Task objective - Locate the word "true" in the data below, then copy every line that holds it.

Exercise material -
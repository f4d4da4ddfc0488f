use chrono::NaiveDate;
use serde::{Deserialize, Serialize};
use validator::Validate;

use crate::error::{Error, Result};
use crate::models::{ngo::Ngo, user::User, volunteer_profile::VolunteerProfile};
use crate::utils::form::FormData;

#[derive(Debug, Clone, Serialize, Deserialize, Validate)]
pub struct RegisterVolunteerPayload {
    #[validate(length(min = 1, max = 150))]
    pub username: String,
    #[validate(email)]
    pub email: String,
    #[validate(length(min = 8, message = "This password is too short."))]
    pub password1: String,
    #[validate(must_match(other = "password1", message = "The two password fields didn't match."))]
    pub password2: String,
    #[validate(length(max = 15))]
    pub phone: Option<String>,
    pub date_of_birth: Option<NaiveDate>,
}

#[derive(Debug, Clone, Serialize, Deserialize, Validate)]
pub struct RegisterNgoPayload {
    #[validate(length(min = 1, max = 150))]
    pub username: String,
    #[validate(email)]
    pub email: String,
    #[validate(length(min = 8, message = "This password is too short."))]
    pub password1: String,
    #[validate(must_match(other = "password1", message = "The two password fields didn't match."))]
    pub password2: String,
    #[validate(length(min = 1, max = 200))]
    pub organization_name: String,
    #[validate(length(min = 1, max = 100))]
    pub registration_number: String,
    #[validate(length(min = 1))]
    pub description: String,
    #[validate(length(min = 1, max = 15))]
    pub phone: String,
    #[validate(length(min = 1))]
    pub address: String,
    #[validate(length(min = 1, max = 100))]
    pub city: String,
    #[validate(length(min = 1, max = 100))]
    pub country: String,
    #[validate(length(min = 1))]
    pub focus_areas: String,
    #[validate(url)]
    pub website: Option<String>,
}

#[derive(Debug, Clone, Serialize, Deserialize, Validate)]
pub struct LoginPayload {
    #[validate(length(min = 1))]
    pub username: String,
    #[validate(length(min = 1))]
    pub password: String,
}

#[derive(Debug, Clone, Serialize)]
pub struct SessionResponse {
    pub token: String,
    pub user: User,
}

#[derive(Debug, Clone, Serialize)]
#[serde(tag = "kind", rename_all = "lowercase")]
pub enum ProfileView {
    Volunteer {
        user: User,
        profile: VolunteerProfile,
        skills_list: Vec<String>,
        interests_list: Vec<String>,
    },
    Ngo {
        user: User,
        profile: Ngo,
        focus_areas_list: Vec<String>,
    },
}

/// Text fields of the volunteer profile edit form. Absent fields clear the
/// stored value.
#[derive(Debug, Clone, Validate)]
pub struct VolunteerProfileForm {
    pub first_name: String,
    pub last_name: String,
    #[validate(email)]
    pub email: String,
    #[validate(length(max = 15))]
    pub phone: String,
    pub date_of_birth: Option<NaiveDate>,
    pub bio: String,
    pub skills: String,
    pub interests: String,
    pub availability: String,
    pub address: String,
    pub city: String,
    pub country: String,
}

impl VolunteerProfileForm {
    pub fn from_form(form: &FormData) -> Result<Self> {
        let date_of_birth = match form.text("date_of_birth") {
            Some(raw) if !raw.is_empty() => Some(
                NaiveDate::parse_from_str(raw, "%Y-%m-%d")
                    .map_err(|_| Error::BadRequest("Enter a valid date.".into()))?,
            ),
            _ => None,
        };
        Ok(Self {
            first_name: form.text_or_default("first_name"),
            last_name: form.text_or_default("last_name"),
            email: form.text_or_default("email"),
            phone: form.text_or_default("phone"),
            date_of_birth,
            bio: form.text_or_default("bio"),
            skills: form.text_or_default("skills"),
            interests: form.text_or_default("interests"),
            availability: form.text_or_default("availability"),
            address: form.text_or_default("address"),
            city: form.text_or_default("city"),
            country: form.text_or_default("country"),
        })
    }
}

/// Text fields of the organization profile edit form. The registration
/// number is read-only and never taken from the form.
#[derive(Debug, Clone, Validate)]
pub struct NgoProfileForm {
    #[validate(length(min = 1, max = 200))]
    pub organization_name: String,
    pub website: String,
    pub description: String,
    pub focus_areas: String,
    #[validate(email)]
    pub email: String,
    #[validate(length(max = 15))]
    pub phone: String,
    pub address: String,
    pub city: String,
    pub country: String,
}

impl NgoProfileForm {
    pub fn from_form(form: &FormData) -> Self {
        Self {
            organization_name: form.text_or_default("organization_name"),
            website: form.text_or_default("website"),
            description: form.text_or_default("description"),
            focus_areas: form.text_or_default("focus_areas"),
            email: form.text_or_default("email"),
            phone: form.text_or_default("phone"),
            address: form.text_or_default("address"),
            city: form.text_or_default("city"),
            country: form.text_or_default("country"),
        }
    }
}

#[derive(Debug, Clone, Serialize)]
pub struct PublicVolunteerProfile {
    pub volunteer: User,
    pub profile: VolunteerProfile,
    pub skills_list: Vec<String>,
    pub interests_list: Vec<String>,
}
pub mod account_dto;
pub mod admin_dto;
pub mod certificate_dto;
pub mod event_dto;
pub mod flash;
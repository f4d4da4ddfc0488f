use std::sync::Arc;

use chrono::Utc;
use uuid::Uuid;

use crate::database::store::{EventFilter, NgoFilter, Store};
use crate::dto::admin_dto::{NgoApprovalsResponse, NgoDetailResponse, NgoListResponse};
use crate::error::{Error, Result};
use crate::models::ngo::{Ngo, NgoStatus};
use crate::services::event_service::non_empty;

/// Admin side of the NGO verification workflow.
#[derive(Clone)]
pub struct NgoService {
    store: Arc<dyn Store>,
}

impl NgoService {
    pub fn new(store: Arc<dyn Store>) -> Self {
        Self { store }
    }

    async fn find(&self, ngo_id: Uuid) -> Result<Ngo> {
        self.store
            .find_ngo(ngo_id)
            .await?
            .ok_or_else(|| Error::NotFound("NGO not found".into()))
    }

    /// `status` is one of the NGO statuses or `all`; pending when omitted.
    pub async fn approvals(&self, status: Option<String>) -> Result<NgoApprovalsResponse> {
        let status_filter = non_empty(status).unwrap_or_else(|| "pending".to_string());
        let status = match status_filter.as_str() {
            "all" => None,
            other => Some(other.parse::<NgoStatus>()?),
        };
        let ngos = self
            .store
            .list_ngos(&NgoFilter {
                status,
                search: None,
            })
            .await?;

        Ok(NgoApprovalsResponse {
            ngos,
            status_filter,
            pending_count: self.store.count_ngos(Some(NgoStatus::Pending)).await?,
            approved_count: self.store.count_ngos(Some(NgoStatus::Approved)).await?,
            rejected_count: self.store.count_ngos(Some(NgoStatus::Rejected)).await?,
            total_count: self.store.count_ngos(None).await?,
        })
    }

    pub async fn approve(&self, ngo_id: Uuid) -> Result<Ngo> {
        let mut ngo = self.find(ngo_id).await?;
        let previous = ngo.status;
        ngo.approve(Utc::now());
        self.store.update_ngo(&ngo).await?;
        tracing::info!(ngo_id = %ngo.id, from = %previous, "ngo approved");
        Ok(ngo)
    }

    pub async fn reject(&self, ngo_id: Uuid) -> Result<Ngo> {
        let mut ngo = self.find(ngo_id).await?;
        let previous = ngo.status;
        ngo.reject(Utc::now());
        self.store.update_ngo(&ngo).await?;
        tracing::info!(ngo_id = %ngo.id, from = %previous, "ngo rejected");
        Ok(ngo)
    }

    pub async fn detail(&self, ngo_id: Uuid) -> Result<NgoDetailResponse> {
        let ngo = self.find(ngo_id).await?;
        let events = self
            .store
            .list_events(&EventFilter {
                ngo_id: Some(ngo.id),
                ..Default::default()
            })
            .await?;
        Ok(NgoDetailResponse { ngo, events })
    }

    pub async fn list(&self, search: Option<String>) -> Result<NgoListResponse> {
        let search = non_empty(search);
        let ngos = self
            .store
            .list_ngos(&NgoFilter {
                status: None,
                search: search.clone(),
            })
            .await?;
        Ok(NgoListResponse {
            total_ngos: ngos.len(),
            ngos,
            search_query: search.unwrap_or_default(),
            approved_ngos: self.store.count_ngos(Some(NgoStatus::Approved)).await?,
        })
    }

    /// Removes the NGO through its owning account; returns the organization name.
    pub async fn delete(&self, ngo_id: Uuid) -> Result<String> {
        let ngo = self.find(ngo_id).await?;
        self.store.delete_user(ngo.user_id).await?;
        tracing::info!(ngo_id = %ngo.id, user_id = %ngo.user_id, "ngo deleted");
        Ok(ngo.organization_name)
    }
}

#[cfg(test)]
mod tests {
    use super::*;
    use crate::database::store::{NgoRepository, UserRepository};
    use crate::database::MemoryStore;
    use crate::models::user::{User, UserRole};

    async fn seed(store: &MemoryStore, name: &str, number: &str) -> Ngo {
        let user = User::new(
            name.to_lowercase(),
            format!("{}@example.com", name.to_lowercase()),
            "x".into(),
            UserRole::Ngo,
        );
        let now = Utc::now();
        let ngo = Ngo {
            id: Uuid::new_v4(),
            user_id: user.id,
            organization_name: name.into(),
            registration_number: number.into(),
            description: String::new(),
            logo: None,
            website: String::new(),
            phone: String::new(),
            email: user.email.clone(),
            address: String::new(),
            city: String::new(),
            country: String::new(),
            focus_areas: String::new(),
            verification_document: None,
            status: NgoStatus::Pending,
            approved_at: None,
            created_at: now,
            updated_at: now,
        };
        store.insert_ngo_account(&user, &ngo).await.unwrap();
        ngo
    }

    #[tokio::test]
    async fn approval_queue_moves_ngos_between_tabs() {
        let store = Arc::new(MemoryStore::new());
        let first = seed(&store, "Alpha", "A-1").await;
        seed(&store, "Beta", "B-1").await;
        let service = NgoService::new(store);

        let queue = service.approvals(None).await.unwrap();
        assert_eq!((queue.status_filter.as_str(), queue.ngos.len()), ("pending", 2));

        let approved = service.approve(first.id).await.unwrap();
        assert!(approved.approved_at.is_some());

        let queue = service.approvals(Some("approved".into())).await.unwrap();
        assert_eq!(queue.ngos.len(), 1);
        assert_eq!((queue.pending_count, queue.approved_count, queue.total_count), (1, 1, 2));

        let rejected = service.reject(first.id).await.unwrap();
        assert_eq!(rejected.status, NgoStatus::Rejected);
        assert!(rejected.approved_at.is_none());
        assert_eq!(service.approvals(Some("all".into())).await.unwrap().ngos.len(), 2);
        assert!(service.approvals(Some("archived".into())).await.is_err());
    }

    #[tokio::test]
    async fn deleting_an_ngo_removes_its_account() {
        let store = Arc::new(MemoryStore::new());
        let ngo = seed(&store, "Gamma", "G-1").await;
        let service = NgoService::new(store.clone());

        assert_eq!(service.delete(ngo.id).await.unwrap(), "Gamma");
        assert!(store.find_user(ngo.user_id).await.unwrap().is_none());
        assert!(store.find_ngo(ngo.id).await.unwrap().is_none());
    }

    #[tokio::test]
    async fn list_searches_registration_numbers() {
        let store = Arc::new(MemoryStore::new());
        seed(&store, "Alpha", "XYZ-77").await;
        seed(&store, "Beta", "B-1").await;
        let service = NgoService::new(store);

        let found = service.list(Some("xyz".into())).await.unwrap();
        assert_eq!(found.total_ngos, 1);
        assert_eq!(found.ngos[0].organization_name, "Alpha");
    }
}
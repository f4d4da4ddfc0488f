use std::path::PathBuf;

use async_trait::async_trait;

use crate::error::{Error, Result};
use crate::utils::form::UploadedFile;

const DOCUMENT_EXTENSIONS: &[&str] = &["pdf", "doc", "docx", "jpg", "jpeg", "png"];
const PICTURE_EXTENSIONS: &[&str] = &["jpg", "jpeg", "png", "gif", "webp"];

/// Where an upload belongs; decides the folder and the accepted extensions.
#[derive(Debug, Clone, Copy, PartialEq, Eq)]
pub enum UploadKind {
    VolunteerPicture,
    NgoLogo,
    VerificationDocument,
    EventImage,
    CertificateTemplate,
}

impl UploadKind {
    pub fn folder(&self) -> &'static str {
        match self {
            UploadKind::VolunteerPicture => "profiles/volunteers",
            UploadKind::NgoLogo => "profiles/ngos",
            UploadKind::VerificationDocument => "ngo_documents",
            UploadKind::EventImage => "events",
            UploadKind::CertificateTemplate => "certificates/templates",
        }
    }

    fn rejection_message(&self) -> &'static str {
        match self {
            UploadKind::VerificationDocument | UploadKind::CertificateTemplate => {
                "Only PDF, Word documents, and images are allowed."
            }
            _ => "Only image files are allowed.",
        }
    }

    pub fn allowed_extensions(&self) -> &'static [&'static str] {
        match self {
            UploadKind::VerificationDocument | UploadKind::CertificateTemplate => {
                DOCUMENT_EXTENSIONS
            }
            UploadKind::VolunteerPicture | UploadKind::NgoLogo | UploadKind::EventImage => {
                PICTURE_EXTENSIONS
            }
        }
    }
}

/// Checks size and extension and returns the normalized extension.
pub fn validate_upload(kind: UploadKind, file: &UploadedFile, max_bytes: usize) -> Result<String> {
    if file.bytes.is_empty() {
        return Err(Error::BadRequest("The submitted file is empty.".into()));
    }
    if file.bytes.len() > max_bytes {
        return Err(Error::BadRequest(format!(
            "File size must be less than {}MB.",
            max_bytes / (1024 * 1024)
        )));
    }
    match file.extension() {
        Some(ext) if kind.allowed_extensions().contains(&ext.as_str()) => Ok(ext),
        _ => Err(Error::BadRequest(kind.rejection_message().to_string())),
    }
}

/// Persists uploaded files and hands back the relative path that is stored
/// on the record and served under `/media/`.
#[cfg_attr(test, mockall::automock)]
#[async_trait]
pub trait FileStorage: Send + Sync {
    async fn save(&self, kind: UploadKind, file: &UploadedFile) -> Result<String>;
    async fn remove(&self, path: &str) -> Result<()>;
}

pub struct LocalFileStorage {
    root: PathBuf,
    max_bytes: usize,
}

impl LocalFileStorage {
    pub fn new(root: impl Into<PathBuf>, max_bytes: usize) -> Self {
        Self {
            root: root.into(),
            max_bytes,
        }
    }
}

#[async_trait]
impl FileStorage for LocalFileStorage {
    async fn save(&self, kind: UploadKind, file: &UploadedFile) -> Result<String> {
        let ext = validate_upload(kind, file, self.max_bytes)?;

        let dir = self.root.join(kind.folder());
        tokio::fs::create_dir_all(&dir).await?;

        let stored_name = format!("{}.{}", uuid::Uuid::new_v4(), ext);
        tokio::fs::write(dir.join(&stored_name), &file.bytes)
            .await
            .map_err(|e| {
                tracing::error!(error = %e, folder = kind.folder(), "failed to write upload");
                Error::Io(e)
            })?;

        Ok(format!("{}/{}", kind.folder(), stored_name))
    }

    async fn remove(&self, path: &str) -> Result<()> {
        if path.split('/').any(|part| part == "..") {
            return Err(Error::BadRequest("Invalid media path".into()));
        }
        match tokio::fs::remove_file(self.root.join(path)).await {
            Ok(()) => Ok(()),
            Err(e) if e.kind() == std::io::ErrorKind::NotFound => Ok(()),
            Err(e) => Err(Error::Io(e)),
        }
    }
}

#[cfg(test)]
mod tests {
    use super::*;
    use bytes::Bytes;

    fn file(name: &str, len: usize) -> UploadedFile {
        UploadedFile {
            file_name: name.into(),
            content_type: None,
            bytes: Bytes::from(vec![1u8; len]),
        }
    }

    #[test]
    fn documents_and_pictures_accept_different_extensions() {
        assert!(validate_upload(UploadKind::VerificationDocument, &file("a.DOCX", 4), 10).is_ok());
        assert!(validate_upload(UploadKind::VerificationDocument, &file("a.gif", 4), 10).is_err());
        assert!(validate_upload(UploadKind::EventImage, &file("a.webp", 4), 10).is_ok());
        assert!(validate_upload(UploadKind::EventImage, &file("a.pdf", 4), 10).is_err());
        assert!(validate_upload(UploadKind::NgoLogo, &file("noext", 4), 10).is_err());
    }

    #[test]
    fn oversized_and_empty_files_are_refused() {
        let max = 1024 * 1024;
        assert!(validate_upload(UploadKind::CertificateTemplate, &file("c.pdf", max), max).is_ok());
        assert!(
            validate_upload(UploadKind::CertificateTemplate, &file("c.pdf", max + 1), max).is_err()
        );
        assert!(validate_upload(UploadKind::CertificateTemplate, &file("c.pdf", 0), max).is_err());
    }

    #[tokio::test]
    async fn local_storage_writes_under_the_kind_folder() {
        let root = std::env::temp_dir().join(format!("voluntree-media-{}", uuid::Uuid::new_v4()));
        let storage = LocalFileStorage::new(&root, 1024);

        let path = storage
            .save(UploadKind::CertificateTemplate, &file("Award.PDF", 8))
            .await
            .unwrap();
        assert!(path.starts_with("certificates/templates/"));
        assert!(path.ends_with(".pdf"));
        assert!(root.join(&path).exists());

        storage.remove(&path).await.unwrap();
        assert!(!root.join(&path).exists());
        storage.remove(&path).await.unwrap();
        assert!(storage.remove("../etc/passwd").await.is_err());

        let _ = std::fs::remove_dir_all(root);
    }
}
#[async_trait]
impl UserRepository for MemoryStore {
    async fn insert_user(&self, user: &User) -> Result<()> {
        let mut state = self.state.write().await;
        state.check_new_user(user)?;
        state.users.insert(user.id, user.clone());
        Ok(())
    }

    async fn insert_volunteer_account(
        &self,
        user: &User,
        profile: &VolunteerProfile,
    ) -> Result<()> {
        let mut state = self.state.write().await;
        state.check_new_user(user)?;
        state.users.insert(user.id, user.clone());
        state.volunteer_profiles.insert(user.id, profile.clone());
        Ok(())
    }

    async fn insert_ngo_account(&self, user: &User, ngo: &Ngo) -> Result<()> {
        let mut state = self.state.write().await;
        state.check_new_user(user)?;
        if state
            .ngos
            .values()
            .any(|n| n.registration_number == ngo.registration_number)
        {
            return Err(Error::Conflict(
                "Duplicate value violates ngos_registration_number_key".into(),
            ));
        }
        state.users.insert(user.id, user.clone());
        state.ngos.insert(ngo.id, ngo.clone());
        Ok(())
    }

    async fn find_user(&self, id: Uuid) -> Result<Option<User>> {
        Ok(self.state.read().await.users.get(&id).cloned())
    }

    async fn find_user_by_username(&self, username: &str) -> Result<Option<User>> {
        let state = self.state.read().await;
        Ok(state.users.values().find(|u| u.username == username).cloned())
    }

    async fn find_user_by_email(&self, email: &str) -> Result<Option<User>> {
        let state = self.state.read().await;
        Ok(state.users.values().find(|u| u.email == email).cloned())
    }

    async fn update_user(&self, user: &User) -> Result<()> {
        let mut state = self.state.write().await;
        if state
            .users
            .values()
            .any(|u| u.id != user.id && u.email == user.email)
        {
            return Err(Error::Conflict("Duplicate value violates users_email_key".into()));
        }
        match state.users.get_mut(&user.id) {
            Some(existing) => {
                *existing = user.clone();
                Ok(())
            }
            None => Err(Error::NotFound("User not found".into())),
        }
    }

    async fn delete_user(&self, id: Uuid) -> Result<bool> {
        Ok(self.state.write().await.remove_user(id))
    }

    async fn list_users(&self, filter: &UserFilter) -> Result<Vec<User>> {
        let state = self.state.read().await;
        let mut users: Vec<User> = state
            .users
            .values()
            .filter(|u| filter.role.map_or(true, |r| u.role == r))
            .filter(|u| match filter.search.as_deref() {
                Some(term) => {
                    contains_ci(&u.username, term)
                        || contains_ci(&u.email, term)
                        || contains_ci(&u.first_name, term)
                        || contains_ci(&u.last_name, term)
                }
                None => true,
            })
            .cloned()
            .collect();
        users.sort_by(|a, b| b.date_joined.cmp(&a.date_joined));
        Ok(users)
    }

    async fn count_users(&self, role: Option<UserRole>) -> Result<i64> {
        let state = self.state.read().await;
        Ok(state
            .users
            .values()
            .filter(|u| role.map_or(true, |r| u.role == r))
            .count() as i64)
    }

    async fn find_volunteer_profile(&self, user_id: Uuid) -> Result<Option<VolunteerProfile>> {
        Ok(self.state.read().await.volunteer_profiles.get(&user_id).cloned())
    }

    async fn update_volunteer_profile(&self, profile: &VolunteerProfile) -> Result<()> {
        let mut state = self.state.write().await;
        match state.volunteer_profiles.get_mut(&profile.user_id) {
            Some(existing) => {
                *existing = profile.clone();
                Ok(())
            }
            None => Err(Error::NotFound("Volunteer profile not found".into())),
        }
    }

    async fn total_volunteer_hours(&self) -> Result<i64> {
        let state = self.state.read().await;
        Ok(state
            .volunteer_profiles
            .values()
            .map(|p| p.hours_completed as i64)
            .sum())
    }
}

Answer section -
            .filter(|u| filter.role.map_or(true, |r| u.role == r))
                None => true,
            .filter(|u| role.map_or(true, |r| u.role == r))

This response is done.